Вторая группа включает определения, в которых упор делается на насилие и борьбу, а также на скорость изменений. Центр внимания перемещается на технику преобразований. В этом смысле «революция» противопоставляется «эволюции». …Возможно, наиболее полезны определения третьей группы, сочетающие в себе оба аспекта. «Быстрые, фундаментальные насильственные внутренние изменения в доминирующих в обществе ценностях и мифах, в его политических институтах, социальной структуре, лидерстве, деятельности и политике правительства». «Быстрые, базовые преобразования социальной и классовой структур общества путем переворотов снизу». «Захват насильственными методами государственной власти лидерами массовых движений и последующее использование ее для проведения крупномасштабных социальных реформ» [8, с. 370-371].

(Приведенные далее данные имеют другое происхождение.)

//! Use case orchestration for maskguard.
//!
//! This crate provides the application layer: use cases that coordinate the domain, repo, and
//! render layers. It is intentionally thin and delegates heavy lifting to the appropriate layers.
//!
//! The CLI crate depends on this; it only handles argument parsing and I/O.

#![forbid(unsafe_code)]

mod audit;
mod explain;
mod project;
mod render;
mod report;

pub use audit::{run_audit, verdict_exit_code, AuditInput, AuditOutput};
pub use explain::{format_explanation, format_not_found, run_explain, ExplainOutput};
pub use project::{run_project, ProjectInput, ProjectOutput};
pub use render::{render_annotations, render_console, render_markdown, write_report, write_text};
pub use report::{
    parse_report_json, runtime_error_report, serialize_report, skipped_report, to_renderable,
};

Сам П. Штомпка называет революцию «пиком социальных изменений» и к ее сущностным особенностям, отличающими революцию от других форм социальных изменений, относит: «1. Они затрагивают все уровни и сферы общества: экономику, политику, культуру, социальную организа­цию, повседневную жизнь индивидов. 2. Во всех этих сферах ре­волюционные изменения имеют радикальный, фундаментальный характер, пронизывают основы социального устройства и функ­ционирования общества. 3. Изменения, вызываемые революциями, исключительно быстры, они подобны неожиданным взрывам в медленном потоке исторического процесса. 4. По всем этим причинам революции представляют собой наиболее характерные проявления изменений; время их свершений исключительно и, следовательно, особенно памятно. 5. Революции вызывают не­обычные реакции у тех, кто в них участвовал или был их свидете­лем. Это взрыв массовой активности, это энтузиазм, возбужде­ние, подъем настроения, радость, оптимизм, надежда; ощущение силы и могущества, сбывшихся надежд; обретение смысла жизни и утопические видения ближайшего будущего» [8, с. 367].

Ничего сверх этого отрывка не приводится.